//! Search drivers: the expansion loops and their terminal outcomes.
//!
//! Three operations share one node arena, frontier, and visited-set model:
//!
//! - [`shortest_path`] — minimizing best-first; terminal when a goal state
//!   is popped (with an admissible estimate this is A*, with the default
//!   zero estimate it is Dijkstra);
//! - [`flood_costs`] — no goal; exhausts the frontier and returns the best
//!   cost for every reachable canonical key;
//! - [`best_terminal`] — maximizing; states with no successors are terminal
//!   candidates and the highest-gain one wins.
//!
//! Every driver distinguishes three ways to stop: a solution, a normal
//! exhaustion with no solution, and a blown budget ("did not converge").
//! Only configuration mistakes and negative step costs are `Err`.

use crate::error::SearchError;
use crate::frontier::Frontier;
use crate::node::{Arena, Node};
use crate::policy::SearchPolicy;
use crate::space::{Cost, SearchSpace, Step};
use crate::trace::{Expansion, NullObserver, Observer};
use crate::visited::Visited;

/// Which budget ran out.
#[derive(Debug, Clone, Copy, PartialEq, Eq)]
pub enum Budget {
    Expansions,
    Frontier,
}

/// Aggregate counters for one invocation, returned with every outcome.
#[derive(Debug, Clone, Copy, Default, PartialEq, Eq)]
pub struct SearchStats {
    /// Live nodes popped and expanded.
    pub expansions: u64,
    /// Successors generated, before dedup.
    pub generated: u64,
    /// Successors dropped because a dominating cost was already recorded.
    pub suppressed: u64,
    /// Frontier entries discarded at pop time (lazy deletion).
    pub stale_skips: u64,
    /// Successors clipped by the depth cutoff.
    pub depth_clipped: u64,
    /// Largest frontier size reached.
    pub frontier_high_water: u64,
    /// Distinct canonical keys discovered.
    pub distinct_keys: u64,
}

/// A goal (or best-terminal) state with its cost and reconstructed path.
#[derive(Debug, Clone, PartialEq, Eq)]
pub struct Solution<S> {
    /// The terminal state.
    pub state: S,
    /// Accumulated cost (minimizing) or gain (maximizing).
    pub cost: Cost,
    /// States from a start to the terminal, inclusive.
    pub path: Vec<S>,
}

/// Terminal result of a driver run.
#[derive(Debug, Clone, PartialEq, Eq)]
pub enum Outcome<S> {
    /// A popped state satisfied the goal predicate (or won the maximizing
    /// search).
    GoalFound(Solution<S>),
    /// The frontier emptied without reaching a goal. A normal result, not
    /// an error.
    Exhausted,
    /// A budget ran out first. Distinct from `Exhausted`: the state space
    /// was not fully explored and absence of a solution proves nothing.
    OutOfBudget(Budget),
}

impl<S> Outcome<S> {
    /// The solution, if one was found.
    #[must_use]
    pub fn solution(&self) -> Option<&Solution<S>> {
        match self {
            Outcome::GoalFound(solution) => Some(solution),
            _ => None,
        }
    }
}

/// A finished search: outcome plus counters.
#[derive(Debug, Clone, PartialEq, Eq)]
pub struct SearchRun<S> {
    pub outcome: Outcome<S>,
    pub stats: SearchStats,
}

/// Result of a [`flood_costs`] run: every reached canonical key with its
/// best cost, sorted by key.
#[derive(Debug, Clone, PartialEq, Eq)]
pub struct Flood<K> {
    pub costs: Vec<(K, Cost)>,
    /// `Some` if a budget cut the flood short; the cost map is then a
    /// lower bound on reachability, not the full closure.
    pub truncated: Option<Budget>,
    pub stats: SearchStats,
}

/// How the shared minimizing loop ended.
enum LoopEnd {
    Goal(usize),
    Empty,
    Blown(Budget),
}

/// Minimizing best-first search from `starts` to the first popped goal.
///
/// # Errors
///
/// [`SearchError::InvalidPolicy`] pre-flight, or
/// [`SearchError::NegativeStepCost`] if the space generates one.
pub fn shortest_path<W: SearchSpace>(
    space: &W,
    starts: &[W::State],
    policy: &SearchPolicy,
) -> Result<SearchRun<W::State>, SearchError> {
    shortest_path_observed(space, starts, policy, &mut NullObserver)
}

/// [`shortest_path`] with an [`Observer`] attached.
///
/// # Errors
///
/// Same as [`shortest_path`].
pub fn shortest_path_observed<W: SearchSpace>(
    space: &W,
    starts: &[W::State],
    policy: &SearchPolicy,
    observer: &mut impl Observer<W::State>,
) -> Result<SearchRun<W::State>, SearchError> {
    policy.validate()?;

    let mut arena = Arena::new();
    let mut visited = Visited::minimizing();
    let mut frontier = Frontier::new();
    let mut stats = SearchStats::default();

    seed(space, starts, &mut arena, &mut visited, &mut frontier);

    let end = expand_min(
        space,
        policy,
        &mut arena,
        &mut visited,
        &mut frontier,
        &mut stats,
        true,
        observer,
    )?;

    finish_stats(&mut stats, &frontier, &visited);
    let outcome = match end {
        LoopEnd::Goal(index) => Outcome::GoalFound(solution_at(&arena, index)),
        LoopEnd::Empty => Outcome::Exhausted,
        LoopEnd::Blown(budget) => Outcome::OutOfBudget(budget),
    };
    Ok(SearchRun { outcome, stats })
}

/// Minimizing search with no goal: run to exhaustion and return the best
/// cost for every reachable canonical key.
///
/// # Errors
///
/// Same as [`shortest_path`].
pub fn flood_costs<W: SearchSpace>(
    space: &W,
    starts: &[W::State],
    policy: &SearchPolicy,
) -> Result<Flood<W::Key>, SearchError> {
    policy.validate()?;

    let mut arena = Arena::new();
    let mut visited = Visited::minimizing();
    let mut frontier = Frontier::new();
    let mut stats = SearchStats::default();

    seed(space, starts, &mut arena, &mut visited, &mut frontier);

    let end = expand_min(
        space,
        policy,
        &mut arena,
        &mut visited,
        &mut frontier,
        &mut stats,
        false,
        &mut NullObserver,
    )?;

    finish_stats(&mut stats, &frontier, &visited);
    let truncated = match end {
        LoopEnd::Blown(budget) => Some(budget),
        LoopEnd::Empty => None,
        LoopEnd::Goal(_) => unreachable!("flood never consults the goal predicate"),
    };
    Ok(Flood {
        costs: visited.sorted_costs(),
        truncated,
        stats,
    })
}

/// Maximizing search: dominance keeps the higher gain per canonical key,
/// states with no successors are terminal candidates, and the best terminal
/// wins once the frontier is exhausted.
///
/// If the space provides a [`SearchSpace::gain_bound`], the driver orders
/// the frontier by optimistic completion value and stops early as soon as
/// no remaining entry can beat the best terminal found — without a bound
/// the search runs to exhaustion.
///
/// # Errors
///
/// Same as [`shortest_path`].
pub fn best_terminal<W: SearchSpace>(
    space: &W,
    starts: &[W::State],
    policy: &SearchPolicy,
) -> Result<SearchRun<W::State>, SearchError> {
    best_terminal_observed(space, starts, policy, &mut NullObserver)
}

/// [`best_terminal`] with an [`Observer`] attached.
///
/// # Errors
///
/// Same as [`shortest_path`].
#[allow(clippy::too_many_lines)]
pub fn best_terminal_observed<W: SearchSpace>(
    space: &W,
    starts: &[W::State],
    policy: &SearchPolicy,
    observer: &mut impl Observer<W::State>,
) -> Result<SearchRun<W::State>, SearchError> {
    policy.validate()?;

    let mut arena = Arena::new();
    let mut visited = Visited::maximizing();
    let mut frontier = Frontier::new();
    let mut stats = SearchStats::default();
    let mut successors: Vec<Step<W::State>> = Vec::new();
    let mut best: Option<(usize, Cost)> = None;

    for start in starts {
        let key = space.canonical_key(start);
        if !visited.improves(&key, 0) {
            continue;
        }
        visited.record(key.clone(), 0);
        // One comparison direction serves both searches: maximizing runs
        // order the min-heap by negated optimistic completion value.
        let priority = space.gain_bound(start).unwrap_or(0);
        let index = arena.push(Node {
            state: start.clone(),
            key,
            parent: None,
            g: 0,
            depth: 0,
        });
        frontier.push(-priority, 0, index);
    }

    let blown = loop {
        let Some((popped, index)) = frontier.pop() else {
            break None;
        };

        let (g, depth, generated, suppressed_before);
        {
            let node = arena.get(index);
            if !visited.is_live(&node.key, node.g) {
                stats.stale_skips += 1;
                continue;
            }
            // Bound-prune: the frontier is ordered by optimistic completion
            // value, so once the best entry cannot beat the incumbent,
            // nothing can.
            if let (Some(bound), Some((_, incumbent))) = (space.gain_bound(&node.state), best) {
                if node.g.saturating_add(bound) <= incumbent {
                    break None;
                }
            }
            if stats.expansions >= policy.max_expansions {
                break Some(Budget::Expansions);
            }
            successors.clear();
            space.successors(&node.state, &mut successors);
            g = node.g;
            depth = node.depth;
            generated = successors.len();
            suppressed_before = stats.suppressed;
        }
        stats.expansions += 1;
        stats.generated += generated as u64;

        if successors.is_empty() {
            // Terminal state: a candidate for the maximizing answer.
            if best.map_or(true, |(_, incumbent)| g > incumbent) {
                best = Some((index, g));
            }
        }

        for step in successors.drain(..) {
            if step.cost < 0 {
                return Err(SearchError::NegativeStepCost { cost: step.cost });
            }
            let child_depth = depth + 1;
            if child_depth > policy.max_depth {
                stats.depth_clipped += 1;
                continue;
            }
            let child_g = g + step.cost;
            let child_key = space.canonical_key(&step.state);
            if !visited.improves(&child_key, child_g) {
                stats.suppressed += 1;
                continue;
            }
            visited.record(child_key.clone(), child_g);
            let priority = child_g.saturating_add(space.gain_bound(&step.state).unwrap_or(0));
            let child = arena.push(Node {
                state: step.state,
                key: child_key,
                parent: Some(index),
                g: child_g,
                depth: child_depth,
            });
            frontier.push(-priority, child_depth, child);
        }

        observer.expanded(
            &arena.get(index).state,
            &Expansion {
                seq: stats.expansions - 1,
                node: index,
                depth,
                g,
                f: popped.f,
                generated,
                suppressed: (stats.suppressed - suppressed_before) as usize,
            },
        );

        if frontier.len() as u64 > policy.max_frontier {
            break Some(Budget::Frontier);
        }
    };

    finish_stats(&mut stats, &frontier, &visited);
    let outcome = match (blown, best) {
        (Some(budget), _) => Outcome::OutOfBudget(budget),
        (None, Some((index, g))) => {
            observer.goal_found(&arena.get(index).state, g);
            Outcome::GoalFound(solution_at(&arena, index))
        }
        (None, None) => Outcome::Exhausted,
    };
    Ok(SearchRun { outcome, stats })
}

/// Seed arena, visited set, and frontier with the start states.
fn seed<W: SearchSpace>(
    space: &W,
    starts: &[W::State],
    arena: &mut Arena<W::State, W::Key>,
    visited: &mut Visited<W::Key>,
    frontier: &mut Frontier,
) {
    for start in starts {
        let key = space.canonical_key(start);
        if !visited.improves(&key, 0) {
            continue;
        }
        visited.record(key.clone(), 0);
        let estimate = space.estimate(start);
        let index = arena.push(Node {
            state: start.clone(),
            key,
            parent: None,
            g: 0,
            depth: 0,
        });
        frontier.push(estimate, 0, index);
    }
}

/// The shared minimizing loop. Pops until a goal (when `stop_at_goal`), an
/// empty frontier, or a blown budget.
#[allow(clippy::too_many_arguments)]
fn expand_min<W: SearchSpace>(
    space: &W,
    policy: &SearchPolicy,
    arena: &mut Arena<W::State, W::Key>,
    visited: &mut Visited<W::Key>,
    frontier: &mut Frontier,
    stats: &mut SearchStats,
    stop_at_goal: bool,
    observer: &mut impl Observer<W::State>,
) -> Result<LoopEnd, SearchError> {
    let mut successors: Vec<Step<W::State>> = Vec::new();

    loop {
        let Some((popped, index)) = frontier.pop() else {
            return Ok(LoopEnd::Empty);
        };

        let (g, depth, generated, suppressed_before);
        {
            let node = arena.get(index);
            if !visited.is_live(&node.key, node.g) {
                // Lazy deletion: a better route to this key was recorded
                // after this entry was pushed.
                stats.stale_skips += 1;
                continue;
            }
            if stop_at_goal && space.is_goal(&node.state) {
                observer.goal_found(&node.state, node.g);
                return Ok(LoopEnd::Goal(index));
            }
            if stats.expansions >= policy.max_expansions {
                return Ok(LoopEnd::Blown(Budget::Expansions));
            }
            successors.clear();
            space.successors(&node.state, &mut successors);
            g = node.g;
            depth = node.depth;
            generated = successors.len();
            suppressed_before = stats.suppressed;
        }
        stats.expansions += 1;
        stats.generated += generated as u64;

        for step in successors.drain(..) {
            if step.cost < 0 {
                return Err(SearchError::NegativeStepCost { cost: step.cost });
            }
            let child_depth = depth + 1;
            if child_depth > policy.max_depth {
                stats.depth_clipped += 1;
                continue;
            }
            let child_g = g + step.cost;
            let child_key = space.canonical_key(&step.state);
            if !visited.improves(&child_key, child_g) {
                stats.suppressed += 1;
                continue;
            }
            visited.record(child_key.clone(), child_g);
            let estimate = space.estimate(&step.state);
            let child = arena.push(Node {
                state: step.state,
                key: child_key,
                parent: Some(index),
                g: child_g,
                depth: child_depth,
            });
            frontier.push(child_g.saturating_add(estimate), child_depth, child);
        }

        observer.expanded(
            &arena.get(index).state,
            &Expansion {
                seq: stats.expansions - 1,
                node: index,
                depth,
                g,
                f: popped.f,
                generated,
                suppressed: (stats.suppressed - suppressed_before) as usize,
            },
        );

        if frontier.len() as u64 > policy.max_frontier {
            return Ok(LoopEnd::Blown(Budget::Frontier));
        }
    }
}

fn solution_at<S: Clone, K>(arena: &Arena<S, K>, index: usize) -> Solution<S> {
    let node = arena.get(index);
    Solution {
        state: node.state.clone(),
        cost: node.g,
        path: arena.path_to(index),
    }
}

fn finish_stats<K: Eq + std::hash::Hash + Clone>(
    stats: &mut SearchStats,
    frontier: &Frontier,
    visited: &Visited<K>,
) {
    stats.frontier_high_water = frontier.high_water();
    stats.distinct_keys = visited.len() as u64;
}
========
● PROMPT
Locate the word "exhaustion" in the data above. Copy every line carrying it.

● SOLUTION TO THE EXERCISE
//! exhaustion with no solution, and a blown budget ("did not converge").
/// Minimizing search with no goal: run to exhaustion and return the best
/// the search runs to exhaustion.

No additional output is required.